→ Assigned task
Each entry must appear in the answer exactly as it does here.

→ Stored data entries
....................

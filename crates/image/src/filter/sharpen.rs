//! 3x3 unsharp-mask sharpening.

use crate::error::{ImageError, Result};
use crate::raster::{clamp_channel, RasterBuffer, CHANNELS};

/// Sharpen RGB with the kernel
///
/// ```text
///  0  -a   0
/// -a 1+4a -a
///  0  -a   0
/// ```
///
/// The outermost 1px ring has no full neighborhood and is copied from the
/// source unprocessed, as is alpha. Rasters narrower or shorter than 3px are
/// therefore returned unchanged.
pub fn sharpen(buffer: &RasterBuffer, amount: f32) -> Result<RasterBuffer> {
    if !amount.is_finite() || amount < 0.0 {
        return Err(ImageError::invalid_parameter(format!(
            "sharpen amount must be non-negative, got {amount}"
        )));
    }

    let (w, h) = (buffer.width() as usize, buffer.height() as usize);
    let src = buffer.samples();
    let mut out = buffer.clone();
    if w < 3 || h < 3 || amount == 0.0 {
        return Ok(out);
    }

    let center = 1.0 + 4.0 * amount;
    let stride = w * CHANNELS;
    let dst = out.samples_mut();
    for y in 1..h - 1 {
        for x in 1..w - 1 {
            let i = y * stride + x * CHANNELS;
            for c in 0..3 {
                let neighbors = f32::from(src[i - stride + c])
                    + f32::from(src[i + stride + c])
                    + f32::from(src[i - CHANNELS + c])
                    + f32::from(src[i + CHANNELS + c]);
                dst[i + c] = clamp_channel(center * f32::from(src[i + c]) - amount * neighbors);
            }
        }
    }

    tracing::debug!(amount, dimensions = ?buffer.dimensions(), "sharpen");
    Ok(out)
}

#[cfg(test)]
mod tests {
    use super::*;
    use proptest::prelude::*;

    #[test]
    fn test_uniform_unchanged() {
        let src = RasterBuffer::filled(6, 6, [40, 80, 120, 255]).unwrap();
        assert_eq!(sharpen(&src, 1.5).unwrap(), src);
    }

    #[test]
    fn test_zero_amount_is_identity() {
        let src = RasterBuffer::from_fn(5, 5, |x, y| [(x * 40) as u8, (y * 40) as u8, 0, 255]).unwrap();
        assert_eq!(sharpen(&src, 0.0).unwrap(), src);
    }

    #[test]
    fn test_center_value() {
        let src = RasterBuffer::from_fn(3, 3, |x, y| {
            let v = if (x, y) == (1, 1) { 100 } else { 50 };
            [v, v, v, 255]
        })
        .unwrap();
        // (1 + 4*0.5) * 100 - 0.5 * 200 = 200
        assert_eq!(sharpen(&src, 0.5).unwrap().pixel(1, 1), [200, 200, 200, 255]);
    }

    #[test]
    fn test_border_ring_copied() {
        let src = RasterBuffer::from_fn(5, 4, |x, y| [(x * 50) as u8, (y * 60) as u8, 90, 255]).unwrap();
        let out = sharpen(&src, 2.0).unwrap();
        for x in 0..5 {
            assert_eq!(out.pixel(x, 0), src.pixel(x, 0));
            assert_eq!(out.pixel(x, 3), src.pixel(x, 3));
        }
        for y in 0..4 {
            assert_eq!(out.pixel(0, y), src.pixel(0, y));
            assert_eq!(out.pixel(4, y), src.pixel(4, y));
        }
    }

    #[test]
    fn test_small_raster_unchanged() {
        let src = RasterBuffer::from_fn(2, 7, |x, y| [x as u8, y as u8, 3, 4]).unwrap();
        assert_eq!(sharpen(&src, 1.0).unwrap(), src);
    }

    #[test]
    fn test_rejects_negative_amount() {
        let src = RasterBuffer::filled(3, 3, [0, 0, 0, 255]).unwrap();
        assert!(matches!(sharpen(&src, -0.1), Err(ImageError::InvalidParameter(_))));
    }

    proptest! {
        #[test]
        fn prop_preserves_dimensions(
            w in 1u32..12, h in 1u32..12,
            amount in 0.0f32..10.0,
            data in proptest::collection::vec(any::<u8>(), 12 * 12 * 4),
        ) {
            let len = (w * h * 4) as usize;
            let src = RasterBuffer::new(w, h, data[..len].to_vec()).unwrap();
            let out = sharpen(&src, amount).unwrap();
            prop_assert_eq!(out.dimensions(), src.dimensions());
            for y in 0..h {
                for x in 0..w {
                    prop_assert_eq!(out.pixel(x, y)[3], src.pixel(x, y)[3]);
                }
            }
        }
    }
}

....................

→ Answer box
filename crates/image/src/filter/sharpen.rs
//! 3x3 unsharp-mask sharpening.

use crate::error::{ImageError, Result};
use crate::raster::{clamp_channel, RasterBuffer, CHANNELS};

/// Sharpen RGB with the kernel
///
/// ```text
///  0  -a   0
/// -a 1+4a -a
///  0  -a   0
/// ```
///
/// The outermost 1px ring has no full neighborhood and is copied from the
/// source unprocessed, as is alpha. Rasters narrower or shorter than 3px are
/// therefore returned unchanged.
pub fn sharpen(buffer: &RasterBuffer, amount: f32) -> Result<RasterBuffer> {
    if !amount.is_finite() || amount < 0.0 {
        return Err(ImageError::invalid_parameter(format!(
            "sharpen amount must be non-negative, got {amount}"
        )));
    }

    let (w, h) = (buffer.width() as usize, buffer.height() as usize);
    let src = buffer.samples();
    let mut out = buffer.clone();
    if w < 3 || h < 3 || amount == 0.0 {
        return Ok(out);
    }

    let center = 1.0 + 4.0 * amount;
    let stride = w * CHANNELS;
    let dst = out.samples_mut();
    for y in 1..h - 1 {
        for x in 1..w - 1 {
            let i = y * stride + x * CHANNELS;
            for c in 0..3 {
                let neighbors = f32::from(src[i - stride + c])
                    + f32::from(src[i + stride + c])
                    + f32::from(src[i - CHANNELS + c])
                    + f32::from(src[i + CHANNELS + c]);
                dst[i + c] = clamp_channel(center * f32::from(src[i + c]) - amount * neighbors);
            }
        }
    }

    tracing::debug!(amount, dimensions = ?buffer.dimensions(), "sharpen");
    Ok(out)
}

#[cfg(test)]
mod tests {
    use super::*;
    use proptest::prelude::*;

    #[test]
    fn test_uniform_unchanged() {
        let src = RasterBuffer::filled(6, 6, [40, 80, 120, 255]).unwrap();
        assert_eq!(sharpen(&src, 1.5).unwrap(), src);
    }

    #[test]
    fn test_zero_amount_is_identity() {
        let src = RasterBuffer::from_fn(5, 5, |x, y| [(x * 40) as u8, (y * 40) as u8, 0, 255]).unwrap();
        assert_eq!(sharpen(&src, 0.0).unwrap(), src);
    }

    #[test]
    fn test_center_value() {
        let src = RasterBuffer::from_fn(3, 3, |x, y| {
            let v = if (x, y) == (1, 1) { 100 } else { 50 };
            [v, v, v, 255]
        })
        .unwrap();
        // (1 + 4*0.5) * 100 - 0.5 * 200 = 200
        assert_eq!(sharpen(&src, 0.5).unwrap().pixel(1, 1), [200, 200, 200, 255]);
    }

    #[test]
    fn test_border_ring_copied() {
        let src = RasterBuffer::from_fn(5, 4, |x, y| [(x * 50) as u8, (y * 60) as u8, 90, 255]).unwrap();
        let out = sharpen(&src, 2.0).unwrap();
        for x in 0..5 {
            assert_eq!(out.pixel(x, 0), src.pixel(x, 0));
            assert_eq!(out.pixel(x, 3), src.pixel(x, 3));
        }
        for y in 0..4 {
            assert_eq!(out.pixel(0, y), src.pixel(0, y));
            assert_eq!(out.pixel(4, y), src.pixel(4, y));
        }
    }

    #[test]
    fn test_small_raster_unchanged() {
        let src = RasterBuffer::from_fn(2, 7, |x, y| [x as u8, y as u8, 3, 4]).unwrap();
        assert_eq!(sharpen(&src, 1.0).unwrap(), src);
    }

    #[test]
    fn test_rejects_negative_amount() {
        let src = RasterBuffer::filled(3, 3, [0, 0, 0, 255]).unwrap();
        assert!(matches!(sharpen(&src, -0.1), Err(ImageError::InvalidParameter(_))));
    }

    proptest! {
        #[test]
        fn prop_preserves_dimensions(
            w in 1u32..12, h in 1u32..12,
            amount in 0.0f32..10.0,
            data in proptest::collection::vec(any::<u8>(), 12 * 12 * 4),
        ) {
            let len = (w * h * 4) as usize;
            let src = RasterBuffer::new(w, h, data[..len].to_vec()).unwrap();
            let out = sharpen(&src, amount).unwrap();
            prop_assert_eq!(out.dimensions(), src.dimensions());
            for y in 0..h {
                for x in 0..w {
                    prop_assert_eq!(out.pixel(x, y)[3], src.pixel(x, y)[3]);
                }
            }
        }
    }
}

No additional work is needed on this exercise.